Je dirais simplement que les méthodes de l'enseignement français sont considérées comme plus traditionnelles, dans le sens où elles sont centrées sur l'enseignant, le plaçant comme l'autorité suprême en classe et mettent l'accent sur l'apprentissage basé sur la mémoire. Le système français est aussi vu comme assez élitiste. De plus, je dirais que les Français ne s’attendent pas forcément à ce que les enfants s’amusent à l’école. Par contre, l'éducation canadienne est considérée comme étant centrée sur l'enfant, ce qui favorise la découverte de soi, la créativité et la résolution des problèmes. Au début, l’enseignement sera davantage axé sur l'acquisition des bonnes compétences que sur l'acquisition des connaissances. Ces dernières viendront naturellement si vous avez les bonnes compétences. L'un des grands principes sur lesquels l’éducation canadienne se base, est "personne n'est laissé pour compte". Par exemple, plus d’un tiers des enfants dans les écoles canadiennes ont leurs deux parents nés dans un pays étranger. Après une très courte période, ces enfants sont capables de rattraper le retard et d'apprendre aussi bien que leurs pairs ! Le système d’éducation du Canada est classé parmi les six premiers au monde, selon l’évaluation du Programme International pour le Suivi des Acquis des élèves (PISA) de l’OCDE. De plus, le Canada est en tête de tous les pays anglophones du monde, loin devant le Royaume-Uni (n° 23) et les États-Unis (n° 31). La France se place, elle, au 26e rang et la Roumanie au 48e. De plus, si vous regardez en détail, la variation des scores PISA causée par les différences socio-économiques est, au Canada, de seulement 9%, contre 20% en France.

 

 

 

Quels sont, selon vous, les principaux problèmes concernant le domaine de l’éducation en Roumanie ?
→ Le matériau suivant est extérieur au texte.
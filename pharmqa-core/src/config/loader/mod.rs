use crate::config::constants::paths;
use crate::config::core::{AgentConfig, LoggingConfig, SessionConfig};
use anyhow::{Context, Result, bail};
use serde::{Deserialize, Serialize};
use std::fs;
use std::path::{Path, PathBuf};

/// Main configuration structure for PharmQA
#[derive(Debug, Clone, Default, Deserialize, Serialize)]
pub struct PharmQaConfig {
    /// Model backend settings
    #[serde(default)]
    pub agent: AgentConfig,

    /// Interaction settings
    #[serde(default)]
    pub session: SessionConfig,

    /// Diagnostics settings
    #[serde(default)]
    pub logging: LoggingConfig,
}

impl PharmQaConfig {
    /// Write the default configuration to `<workspace>/pharmqa.toml`.
    ///
    /// Returns the written path. Refuses to overwrite an existing file unless
    /// `force` is set.
    pub fn bootstrap_project<P: AsRef<Path>>(workspace: P, force: bool) -> Result<PathBuf> {
        let config_path = workspace.as_ref().join(paths::CONFIG_FILE_NAME);
        if config_path.exists() && !force {
            bail!(
                "{} already exists; pass --force to overwrite it",
                config_path.display()
            );
        }
        Self::create_sample_config(&config_path)?;
        Ok(config_path)
    }

    /// Create sample configuration file
    pub fn create_sample_config<P: AsRef<Path>>(output: P) -> Result<()> {
        let output = output.as_ref();
        let config_content = toml::to_string_pretty(&PharmQaConfig::default())
            .context("Failed to serialize default configuration")?;

        fs::write(output, config_content)
            .with_context(|| format!("Failed to write config file: {}", output.display()))?;

        Ok(())
    }
}

/// Configuration manager for loading configurations
#[derive(Debug, Clone)]
pub struct ConfigManager {
    config: PharmQaConfig,
    config_path: Option<PathBuf>,
}

impl ConfigManager {
    /// Load configuration from the default locations
    pub fn load() -> Result<Self> {
        Self::load_from_workspace(std::env::current_dir()?)
    }

    /// Get the user's home directory path
    fn get_home_dir() -> Option<PathBuf> {
        if let Ok(home) = std::env::var("HOME") {
            return Some(PathBuf::from(home));
        }

        if let Ok(userprofile) = std::env::var("USERPROFILE") {
            return Some(PathBuf::from(userprofile));
        }

        dirs::home_dir()
    }

    /// Load configuration from a specific workspace.
    ///
    /// Search order: `<workspace>/pharmqa.toml`, `<workspace>/.pharmqa/pharmqa.toml`,
    /// `~/.pharmqa/pharmqa.toml`. Falls back to defaults when none exists.
    pub fn load_from_workspace(workspace: impl AsRef<Path>) -> Result<Self> {
        Self::search(workspace.as_ref(), Self::get_home_dir().as_deref())
    }

    fn search(workspace: &Path, home: Option<&Path>) -> Result<Self> {
        let mut candidates = vec![
            workspace.join(paths::CONFIG_FILE_NAME),
            workspace
                .join(paths::CONFIG_DIR_NAME)
                .join(paths::CONFIG_FILE_NAME),
        ];
        if let Some(home) = home {
            candidates.push(
                home.join(paths::CONFIG_DIR_NAME)
                    .join(paths::CONFIG_FILE_NAME),
            );
        }

        for path in candidates {
            if path.exists() {
                return Self::load_from_file(&path);
            }
        }

        Ok(Self {
            config: PharmQaConfig::default(),
            config_path: None,
        })
    }

    /// Load configuration from a specific file
    pub fn load_from_file(path: impl AsRef<Path>) -> Result<Self> {
        let path = path.as_ref();
        let content = fs::read_to_string(path)
            .with_context(|| format!("Failed to read config file: {}", path.display()))?;

        let config: PharmQaConfig = toml::from_str(&content)
            .with_context(|| format!("Failed to parse config file: {}", path.display()))?;

        Ok(Self {
            config,
            config_path: Some(path.to_path_buf()),
        })
    }

    /// Get the loaded configuration
    pub fn config(&self) -> &PharmQaConfig {
        &self.config
    }

    /// Mutable access for command-line overrides
    pub fn config_mut(&mut self) -> &mut PharmQaConfig {
        &mut self.config
    }

    /// Get the configuration file path (if loaded from file)
    pub fn config_path(&self) -> Option<&Path> {
        self.config_path.as_deref()
    }
}
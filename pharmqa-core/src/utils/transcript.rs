//! Conversation history formatting.

use crate::config::types::Locale;
use crate::session::{Speaker, Turn};

pub fn speaker_label(speaker: Speaker, locale: Locale) -> &'static str {
    match (speaker, locale) {
        (Speaker::User, Locale::English) => "You",
        (Speaker::User, Locale::Korean) => "나",
        (Speaker::Assistant, _) => "Gemini",
    }
}

/// `Speaker: **[label]** text`
pub fn format_turn(turn: &Turn, locale: Locale) -> String {
    format!(
        "{}: **[{}]** {}",
        speaker_label(turn.speaker, locale),
        turn.subject.label(locale),
        turn.text
    )
}

/// Every turn in order, as markdown paragraphs.
pub fn format_history(turns: &[Turn], locale: Locale) -> String {
    turns
        .iter()
        .map(|turn| format_turn(turn, locale))
        .collect::<Vec<_>>()
        .join("\n\n")
}
//! pharmqa - pharmacy student Q&A and quiz tutor for the terminal

mod cli;
mod logger;

use anyhow::{Context, Result};
use clap::Parser;
use cli::{Cli, Commands};
use pharmqa_core::{
    ConfigManager, InteractionController,
    config::{
        api_keys::{load_dotenv, resolve_api_key},
        constants::defaults::DEFAULT_LOG_LEVEL,
    },
    llm::factory::create_provider,
};
use tracing::info;

#[tokio::main]
async fn main() -> Result<()> {
    let args = Cli::parse();

    let workspace = match &args.workspace {
        Some(path) => path.clone(),
        None => std::env::current_dir().context("cannot determine current dir")?,
    };

    let command = args.command.clone().unwrap_or(Commands::Chat);
    if let Commands::Init { force } = command {
        logger::init(args.log_level.as_deref().unwrap_or(DEFAULT_LOG_LEVEL))?;
        return cli::handle_init_command(&workspace, force);
    }

    let mut manager = match &args.config {
        Some(path) => ConfigManager::load_from_file(path)?,
        None => ConfigManager::load_from_workspace(&workspace)?,
    };
    args.apply_overrides(manager.config_mut());

    logger::init(&manager.config().logging.level)?;
    load_dotenv();
    info!(
        path = %manager
            .config_path()
            .map(|p| p.display().to_string())
            .unwrap_or_else(|| "<defaults>".into()),
        model = %manager.config().agent.model,
        language = %manager.config().session.language,
        "configuration loaded"
    );

    let config = manager.config();
    if command == Commands::Subjects {
        cli::handle_subjects_command(config.session.language);
        return Ok(());
    }

    let api_key = resolve_api_key(&config.agent)?;
    let provider = create_provider(&config.agent, api_key)?;
    let controller = InteractionController::new(provider, config.session.language);

    match command {
        Commands::Ask {
            subject,
            json,
            question,
        } => cli::handle_ask_command(&controller, &question.join(" "), subject, json).await,
        _ => cli::handle_chat_command(&controller).await,
    }
}

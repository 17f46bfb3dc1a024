use pharmqa_core::{
    AgentConfig, LLMError, LLMProvider, llm::GeminiProvider, llm::factory::create_provider,
};
use serde_json::json;
use wiremock::matchers::{body_partial_json, method, path, query_param};
use wiremock::{Mock, MockServer, ResponseTemplate};

const ENDPOINT: &str = "/models/gemini-1.5-flash:generateContent";

fn provider(server: &MockServer) -> GeminiProvider {
    GeminiProvider::new(
        "test-key".into(),
        "gemini-1.5-flash".into(),
        server.uri(),
    )
    .unwrap()
}

#[tokio::test]
async fn sends_prompt_as_user_content_with_key() {
    let server = MockServer::start().await;
    Mock::given(method("POST"))
        .and(path(ENDPOINT))
        .and(query_param("key", "test-key"))
        .and(body_partial_json(json!({
            "contents": [{"role": "user", "parts": [{"text": "What is ATP?"}]}]
        })))
        .respond_with(ResponseTemplate::new(200).set_body_json(json!({
            "candidates": [{
                "content": {"role": "model", "parts": [{"text": "Adenosine "}, {"text": "triphosphate"}]},
                "finishReason": "STOP"
            }],
            "usageMetadata": {"promptTokenCount": 5, "candidatesTokenCount": 3, "totalTokenCount": 8}
        })))
        .expect(1)
        .mount(&server)
        .await;

    let response = provider(&server).generate("What is ATP?").await.unwrap();

    assert_eq!(response.content, "Adenosine triphosphate");
    assert_eq!(response.model, "gemini-1.5-flash");
    assert_eq!(response.usage.map(|u| u.prompt_tokens), Some(5));
}

#[tokio::test]
async fn temperature_from_config_is_forwarded() {
    let server = MockServer::start().await;
    Mock::given(method("POST"))
        .and(path(ENDPOINT))
        .and(body_partial_json(json!({"generationConfig": {"temperature": 0.5}})))
        .respond_with(ResponseTemplate::new(200).set_body_json(json!({
            "candidates": [{"content": {"role": "model", "parts": [{"text": "ok"}]}}]
        })))
        .expect(1)
        .mount(&server)
        .await;

    let config = AgentConfig {
        base_url: server.uri(),
        temperature: Some(0.5),
        ..AgentConfig::default()
    };
    let provider = create_provider(&config, "test-key".into()).unwrap();

    assert_eq!(provider.generate("ping").await.unwrap().content, "ok");
}

#[tokio::test]
async fn server_error_is_a_provider_error() {
    let server = MockServer::start().await;
    Mock::given(method("POST"))
        .respond_with(ResponseTemplate::new(500).set_body_string("backend unavailable"))
        .mount(&server)
        .await;

    let err = provider(&server).generate("ping").await.unwrap_err();

    match err {
        LLMError::Provider(message) => {
            assert!(message.contains("500"));
            assert!(message.contains("backend unavailable"));
        }
        other => panic!("unexpected error: {other:?}"),
    }
}

#[tokio::test]
async fn rate_limit_and_auth_statuses_are_distinguished() {
    let server = MockServer::start().await;
    Mock::given(method("POST"))
        .respond_with(ResponseTemplate::new(429))
        .up_to_n_times(1)
        .mount(&server)
        .await;
    Mock::given(method("POST"))
        .respond_with(ResponseTemplate::new(403).set_body_string("API key not valid"))
        .mount(&server)
        .await;

    let provider = provider(&server);
    assert_eq!(provider.generate("ping").await.unwrap_err(), LLMError::RateLimit);
    assert!(matches!(
        provider.generate("ping").await.unwrap_err(),
        LLMError::Authentication(_)
    ));
}

#[tokio::test]
async fn blocked_prompt_surfaces_block_reason() {
    let server = MockServer::start().await;
    Mock::given(method("POST"))
        .respond_with(ResponseTemplate::new(200).set_body_json(json!({
            "candidates": [],
            "promptFeedback": {"blockReason": "SAFETY"}
        })))
        .mount(&server)
        .await;

    let err = provider(&server).generate("ping").await.unwrap_err();

    assert_eq!(
        err,
        LLMError::EmptyResponse {
            reason: Some("SAFETY".into())
        }
    );
    let shown = pharmqa_core::QaError::from(err).to_string();
    assert!(shown.contains("SAFETY"), "cause missing from: {shown}");
}

#[tokio::test]
async fn malformed_body_is_a_provider_error() {
    let server = MockServer::start().await;
    Mock::given(method("POST"))
        .respond_with(ResponseTemplate::new(200).set_body_string("not json"))
        .mount(&server)
        .await;

    let err = provider(&server).generate("ping").await.unwrap_err();

    assert!(matches!(err, LLMError::Provider(message) if message.contains("parse")));
}

#[tokio::test]
async fn unreachable_host_is_a_network_error_without_key() {
    let provider = GeminiProvider::new(
        "secret-key".into(),
        "gemini-1.5-flash".into(),
        "http://127.0.0.1:1".into(),
    )
    .unwrap();

    let err = provider.generate("ping").await.unwrap_err();

    assert!(matches!(&err, LLMError::Network(_)));
    assert!(!err.to_string().contains("secret-key"));
}
//! Terminal presentation helpers: theme, spinner and markdown rendering.

pub mod markdown;
pub mod spinner;
pub mod theme;

pub use markdown::*;
pub use spinner::*;
pub use theme::*;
Comme mentionné précédemment, les systèmes éducatifs qui reposent historiquement sur l'instruction directe de faits doivent évoluer. Les principaux problèmes auxquels je pense sont liées à la population enseignante en Roumanie qui est vieillissante, avec près d’un tiers ayant plus de 50 ans, conjugué au fait que l’enseignement n’est pas hautement considéré. Ce qui signifie que, si rien n’est fait, nous ferons bientôt face à un manque d’enseignants, ce qui pourrait avoir un impact dramatique.

 

 

Le métier d'enseignant a besoin d'un nouveau souffle en Roumanie, avez-vous une stratégie pour le revaloriser ?

La qualité des enseignants est une force de l'éducation canadienne. Cela commence avec les programmes de formation des enseignants, qui sont très sélectifs et recrutent parmi les meilleurs élèves du secondaire, et se prolonge tout au long de leur carrière avec des programmes de formation continue.
Sur le long terme, nous prévoyons d’avoir notre propre centre de formation Maple Bear où nos enseignants seront formés à notre méthodologie et à nos techniques d’éducation. Nous l'ouvrirons aux enseignants d’autres écoles et nous espérons ainsi avoir un impact positif qui profitera à une plus grande population d'enseignants et d'enfants.

 


Quelles sont, selon vous, les perspectives économiques du pays ?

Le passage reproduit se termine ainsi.